use chrono::{DateTime, Utc};

/// A latitude/longitude pair in decimal degrees (WGS84).
#[derive(Debug, Clone, Copy, PartialEq)]
pub struct Coordinates {
    pub latitude: f64,
    pub longitude: f64,
}

impl Coordinates {
    pub fn new(latitude: f64, longitude: f64) -> Self {
        Self { latitude, longitude }
    }

    pub fn is_valid(&self) -> bool {
        (-90.0..=90.0).contains(&self.latitude) && (-180.0..=180.0).contains(&self.longitude)
    }
}

impl std::fmt::Display for Coordinates {
    fn fmt(&self, f: &mut std::fmt::Formatter<'_>) -> std::fmt::Result {
        write!(f, "({:.4}, {:.4})", self.latitude, self.longitude)
    }
}

/// One entry of the provider's condition list.
#[derive(Debug, Clone, PartialEq)]
pub struct Condition {
    /// Primary category, e.g. "Rain" or "Clouds".
    pub category: String,
    pub description: String,
    pub icon_code: String,
}

/// The most recent successfully parsed current-weather result.
#[derive(Debug, Clone, PartialEq)]
pub struct WeatherSnapshot {
    pub location_name: String,
    pub country_code: String,
    pub temperature_c: f64,
    pub feels_like_c: f64,
    pub humidity_pct: u8,
    pub pressure_hpa: u32,
    /// Never empty; the provider layer rejects responses without conditions.
    pub conditions: Vec<Condition>,
    pub wind_speed_mps: f64,
    pub observed_at: Option<DateTime<Utc>>,
}

impl WeatherSnapshot {
    /// The first condition, the only one consulted for display.
    pub fn primary_condition(&self) -> Option<&Condition> {
        self.conditions.first()
    }
}

#[cfg(test)]
mod tests {
    use super::*;

    #[test]
    fn coordinates_validate_ranges() {
        assert!(Coordinates::new(48.85, 2.35).is_valid());
        assert!(Coordinates::new(-90.0, 180.0).is_valid());
        assert!(!Coordinates::new(91.0, 0.0).is_valid());
        assert!(!Coordinates::new(0.0, -180.5).is_valid());
    }

    #[test]
    fn coordinates_display_uses_four_decimals() {
        assert_eq!(Coordinates::new(48.856613, 2.352222).to_string(), "(48.8566, 2.3522)");
    }
}
use inquire::{InquireError, Text};
use nowcast_core::{AppState, Notification, Severity, View, WeatherApp, render_text, select_view};

/// One line typed at the prompt.
#[derive(Debug, PartialEq, Eq)]
enum PromptInput<'a> {
    Search(&'a str),
    Here,
    Quit,
}

fn parse_line(line: &str) -> PromptInput<'_> {
    match line.trim() {
        ":here" | ":h" => PromptInput::Here,
        ":quit" | ":q" => PromptInput::Quit,
        _ => PromptInput::Search(line),
    }
}

pub fn print_notifications(notes: &[Notification]) {
    for note in notes {
        let marker = match note.severity {
            Severity::Destructive => "✖",
            Severity::Normal => "•",
        };
        eprintln!("{marker} {}: {}", note.title, note.body);
    }
}

/// Re-render whenever the selected view or the controls change.
fn rendering_observer() -> Box<dyn FnMut(&AppState) + Send> {
    let mut last: Option<(View, bool)> = None;

    Box::new(move |state: &AppState| {
        let current = (select_view(state), state.locating_in_progress);
        if last.as_ref() != Some(&current) {
            println!("{}", render_text(state));
            last = Some(current);
        }
    })
}

pub async fn run(app: WeatherApp) -> anyhow::Result<()> {
    let mut app = app.with_observer(rendering_observer());

    app.mount().await;
    print_notifications(&app.take_notifications());

    loop {
        let line = match Text::new("City:")
            .with_placeholder("Enter city name...")
            .with_help_message(":here for your location, :quit to exit")
            .prompt()
        {
            Ok(line) => line,
            Err(InquireError::OperationCanceled | InquireError::OperationInterrupted) => break,
            Err(err) => return Err(err.into()),
        };

        match parse_line(&line) {
            PromptInput::Quit => break,
            PromptInput::Here => app.use_current_location().await,
            PromptInput::Search(text) => {
                app.set_input(text);
                app.submit_search().await;
            }
        }

        print_notifications(&app.take_notifications());
    }

    Ok(())
}

#[cfg(test)]
mod tests {
    use super::*;

    #[test]
    fn commands_are_recognised() {
        assert_eq!(parse_line(":here"), PromptInput::Here);
        assert_eq!(parse_line("  :q "), PromptInput::Quit);
        assert_eq!(parse_line(":quit"), PromptInput::Quit);
    }

    #[test]
    fn anything_else_is_a_raw_search() {
        assert_eq!(parse_line(" Paris "), PromptInput::Search(" Paris "));
        assert_eq!(parse_line(""), PromptInput::Search(""));
        assert_eq!(parse_line("here"), PromptInput::Search("here"));
    }
}
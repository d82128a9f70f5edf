//! Core library for the `nowcast` current-weather client.
//!
//! This crate defines:
//! - Configuration & credentials handling
//! - The OpenWeather provider and position lookup
//! - Application state, notifications and view selection
//!
//! It is used by `nowcast-cli`, but the state and view layers are surface-agnostic.

pub mod app;
pub mod config;
pub mod location;
pub mod model;
pub mod presentation;
pub mod provider;
pub mod view;

pub use app::{AppState, Notification, Severity, WeatherApp};
pub use config::Config;
pub use location::{Geolocator, LocationError, geolocator_from_config};
pub use model::{Condition, Coordinates, WeatherSnapshot};
pub use presentation::{Background, Presentation, WeatherIcon, present};
pub use provider::{ProviderError, WeatherProvider, provider_from_config};
pub use view::{View, render_text, select_view};
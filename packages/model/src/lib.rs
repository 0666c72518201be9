//! Data model for Tracery component files.
//!
//! Everything the parser produces and the writer consumes lives here: the
//! value model (`PropVal`), declared prop shapes, the flat component-tree
//! representation, per-file metadata, and the stream-configuration types
//! with their expression grammar.

pub mod id_generator;
pub mod metadata;
pub mod missing_props;
pub mod shape;
pub mod state;
pub mod stream;
pub mod tree;
pub mod values;

pub use id_generator::{get_document_id, IdGenerator};
pub use metadata::{FileMetadata, FileMetadataKind, MetadataSnapshot};
pub use missing_props::missing_required_props;
pub use shape::{PropMetadata, PropShape, PropType};
pub use state::{
    BuiltInState, ComponentState, ComponentTree, ErrorComponentState, FragmentState,
    RepeatedComponent, RepeatedComponentKind, RepeaterState, StandardComponentState,
};
pub use stream::{
    is_streams_data_expression, is_template_string, merge_stream_fields, template_expressions,
    top_level_stream_field, StreamConfig, StreamLocalization, TemplateConfig, PAGES_PACKAGE_NAME,
    STREAM_CONFIG_DEFAULT_ID, STREAM_CONFIG_VARIABLE_NAME, STREAM_CONFIG_VARIABLE_TYPE,
    STREAM_DATA_ROOT, STREAM_PAGE_PROPS_TYPE,
};
pub use tree::{children_of, extract_repeated_state, map_component_tree};
pub use values::{ExpressionProp, LiteralProp, PropVal, PropValueType, PropValues};
#[cfg(test)]
mod tests {
    use super::*;

    fn parse(src: &str) -> SourceFile {
        SourceFile::parse("/pages/Test.tsx", src)
    }

    #[test]
    fn test_scans_imports() {
        let file = parse(concat!(
            "import Banner from \"../components/Banner\";\n",
            "import { TemplateConfig, TemplateProps } from \"@tracery/pages\";\n",
            "import \"./index.css\";\n",
        ));

        let imports: Vec<_> = file.imports().map(|(d, _)| d.clone()).collect();
        assert_eq!(imports.len(), 3);
        assert_eq!(imports[0].default_import.as_deref(), Some("Banner"));
        assert_eq!(
            imports[1].named_imports,
            vec!["TemplateConfig", "TemplateProps"]
        );
        assert_eq!(imports[2].source, "./index.css");
        assert_eq!(file.css_imports(), vec!["./index.css"]);
    }

    #[test]
    fn test_absolute_default_imports() {
        let file = SourceFile::parse(
            "/project/src/pages/Universal.tsx",
            "import Banner from \"../components/Banner\";\n",
        );

        let abs = file.absolute_default_imports();
        assert_eq!(
            abs.get(Path::new("/project/src/components/Banner.tsx")),
            Some(&"Banner".to_string())
        );
    }

    #[test]
    fn test_aliased_named_import_records_source_name() {
        let file = parse("import { Card as MyCard } from \"./Card\";\n");

        assert_eq!(file.named_imports()["./Card"], vec!["Card"]);
    }

    #[test]
    fn test_scans_interface_and_var() {
        let file = parse(concat!(
            "export interface BannerProps {\n  title?: string;\n}\n\n",
            "export const initialProps: BannerProps = {\n  title: \"hi\",\n};\n",
        ));

        assert!(file.interface_statement("BannerProps").is_some());
        let (decl, _) = file.var_statement("initialProps").unwrap();
        assert!(decl.exported);
        assert!(matches!(decl.initializer, Initializer::ObjectLiteral(_)));
    }

    #[test]
    fn test_default_exported_arrow_component() {
        let file = parse(concat!(
            "const Page = ({ document }: TemplateProps) => {\n",
            "  return (\n    <Banner />\n  );\n",
            "};\n\n",
            "export default Page;\n",
        ));

        let func = file.default_exported_component().unwrap();
        assert_eq!(func.name.as_deref(), Some("Page"));
        assert!(func.braced);
        assert_eq!(file.slice(&func.params_span), "({ document }: TemplateProps)");

        let ret = file.return_statement(&func).unwrap();
        assert_eq!(file.slice(&ret.expr_span), "(\n    <Banner />\n  )");
        assert!(file.slice(&ret.span).starts_with("return"));
        assert!(file.slice(&ret.span).ends_with(";"));
    }

    #[test]
    fn test_export_default_function_declaration() {
        let file = parse("export default function Banner() {\n  return <div />;\n}\n");

        let func = file.default_exported_component().unwrap();
        assert_eq!(func.name.as_deref(), Some("Banner"));
        assert!(file.return_statement(&func).is_some());
    }

    #[test]
    fn test_concise_arrow_body_is_return_expression() {
        let file = parse("const Chip = () => <span />;\nexport default Chip;\n");

        let func = file.default_exported_component().unwrap();
        assert!(!func.braced);
        let ret = file.return_statement(&func).unwrap();
        assert_eq!(file.slice(&ret.expr_span), "<span />");
    }

    #[test]
    fn test_missing_default_export() {
        let file = parse("const x = 1;\n");

        let err = file.default_exported_component().unwrap_err();
        assert!(err.to_string().contains("No declaration node found"));
    }

    #[test]
    fn test_object_default_export_rejected() {
        let file = parse("export default { a: 1 };\n");

        let err = file.default_exported_component().unwrap_err();
        assert!(err.to_string().contains("direct Identifier"));
    }

    #[test]
    fn test_parenthesized_identifier_export() {
        let file = parse("const Page = () => <div />;\nexport default (Page);\n");

        assert!(file.default_exported_component().is_ok());
    }

    #[test]
    fn test_exported_object_literal() {
        let file = parse("export const config = {\n  stream: { $id: \"my-stream\" },\n};\n");

        let value = file.exported_object_literal("config").unwrap().unwrap();
        assert_eq!(value["stream"]["$id"], "my-stream");
        assert!(file.exported_object_literal("missing").unwrap().is_none());
    }

    #[test]
    fn test_non_object_config_errors() {
        let file = parse("export const config = getConfig();\n");

        let err = file.exported_object_literal("config").unwrap_err();
        assert!(err.to_string().contains("ObjectLiteralExpression"));
    }

    #[test]
    fn test_unrecognized_statements_are_opaque() {
        let file = parse(concat!(
            "const Page = () => <div />;\n",
            "window.addEventListener(\"load\", () => {\n  console.log(\"hi\");\n});\n",
            "export default Page;\n",
        ));

        assert!(file
            .statements()
            .iter()
            .any(|s| s.kind == StatementKind::Other));
        assert!(file.default_exported_component().is_ok());
    }

    #[test]
    fn test_statement_spans_cover_source(){
        let src = "import A from \"./A\";\nconst x = 1;\n";
        let file = parse(src);

        for window in file.statements().windows(2) {
            assert!(window[0].span.end <= window[1].span.start);
        }
    }
}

========================================================================

Among the entries above, identify all lines with "project" and copy them.

            "/project/src/pages/Universal.tsx",
            abs.get(Path::new("/project/src/components/Banner.tsx")),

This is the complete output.